Learning from History

Nicole Gilmer
As Richard Bausch’s novel Peace nears its end, Marson thinks to himself that “they were in this space together… having been faced with this something so far beyond their own worst expectations of themselves or of the world, even a world at war. It was a strange, sorrowful moment… [and he] had to work to put it down in himself” (122). This reflection shows the way in which Marson is concerned with understanding his situation and being able to “put it down in himself” so that it shapes the circumstances into something reasonable. Marson realizes that, although he has heard and read stories of war before, he was not prepared for what it meant to be involved in a war. He could not have foreseen the toll it would take on him or the mark it would leave on the land around him. Joyner, Asch, and Angelo are equally dumbfounded in the face of the horrors of war. Bausch is making the point that if we don’t learn from history, we are doomed to repeat it; but that it’s often difficult to truly understand something you’ve not directly experienced.

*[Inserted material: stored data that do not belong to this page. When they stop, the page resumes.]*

use std::fmt;
use std::str::FromStr;

use recursion::TraversalPath;

/// Reasons a string is not a valid [`RemotePath`].
#[derive(Clone, Debug, Eq, PartialEq, thiserror::Error)]
pub enum RemotePathError {
    /// The string was empty.
    #[error("remote path is empty")]
    Empty,
    /// The string did not start with `/`.
    #[error("remote path '{0}' is not absolute")]
    Relative(String),
    /// The string contained a `..` segment.
    #[error("remote path '{0}' contains a parent segment")]
    ParentSegment(String),
}

/// Absolute, normalized server-side path using `/` separators.
///
/// The default value is the empty path, which names no directory.
#[derive(Clone, Debug, Default, Eq, Hash, Ord, PartialEq, PartialOrd)]
pub struct RemotePath(String);

impl RemotePath {
    /// The server root, `/`.
    #[must_use]
    pub fn root() -> Self {
        Self("/".to_owned())
    }

    /// Parses an absolute path, collapsing repeated separators and `.`
    /// segments.
    pub fn parse(text: &str) -> Result<Self, RemotePathError> {
        if text.is_empty() {
            return Err(RemotePathError::Empty);
        }
        if !text.starts_with('/') {
            return Err(RemotePathError::Relative(text.to_owned()));
        }

        let mut normalized = String::with_capacity(text.len());
        for segment in text.split('/').filter(|s| !s.is_empty() && *s != ".") {
            if segment == ".." {
                return Err(RemotePathError::ParentSegment(text.to_owned()));
            }
            normalized.push('/');
            normalized.push_str(segment);
        }
        if normalized.is_empty() {
            normalized.push('/');
        }
        Ok(Self(normalized))
    }

    /// Path as text.
    #[must_use]
    pub fn as_str(&self) -> &str {
        &self.0
    }

    /// Returns `true` for `/`.
    #[must_use]
    pub fn is_root(&self) -> bool {
        self.0 == "/"
    }

    /// Last segment, `None` for the root and the empty path.
    #[must_use]
    pub fn name(&self) -> Option<&str> {
        if self.is_root() {
            return None;
        }
        self.0.rsplit('/').next().filter(|name| !name.is_empty())
    }
}

impl TraversalPath for RemotePath {
    fn is_empty(&self) -> bool {
        self.0.is_empty()
    }

    fn join_name(&self, name: &str) -> Self {
        if name.is_empty() || self.0.is_empty() {
            return self.clone();
        }
        if self.is_root() {
            Self(format!("/{name}"))
        } else {
            Self(format!("{}/{name}", self.0))
        }
    }

    fn parent_dir(&self) -> Option<Self> {
        if self.0.is_empty() || self.is_root() {
            return None;
        }
        match self.0.rfind('/') {
            Some(0) => Some(Self::root()),
            Some(index) => Some(Self(self.0[..index].to_owned())),
            None => None,
        }
    }

    fn is_ancestor_of(&self, other: &Self) -> bool {
        if self.0.is_empty() || other.0.len() <= self.0.len() {
            return false;
        }
        if self.is_root() {
            return other.0.starts_with('/');
        }
        other.0.starts_with(&self.0) && other.0.as_bytes()[self.0.len()] == b'/'
    }
}

impl FromStr for RemotePath {
    type Err = RemotePathError;

    fn from_str(text: &str) -> Result<Self, Self::Err> {
        Self::parse(text)
    }
}

impl fmt::Display for RemotePath {
    fn fmt(&self, f: &mut fmt::Formatter<'_>) -> fmt::Result {
        f.write_str(&self.0)
    }
}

This is why Mason finds it so important to be able to frame the war in a story that both he and others can be receptive to. The ability to effectively create this narrative is not one that is often possessed. For example, Asch’s grandfather had been in the First World War and told stories about it but still Asch was not prepared for the atrocities which he would witness during war. Marson too had been exposed to stories of war (he mentions having read The Red Badge of Courage) but found it entirely un-relatable when compared to the realities he experienced. It seems that true “Peace” may be attainable if relating war through a story were easier to do; if finding a way to “put it down” and properly capture all the unnecessary “strange, sorrowful moment[s]” were not so impossible.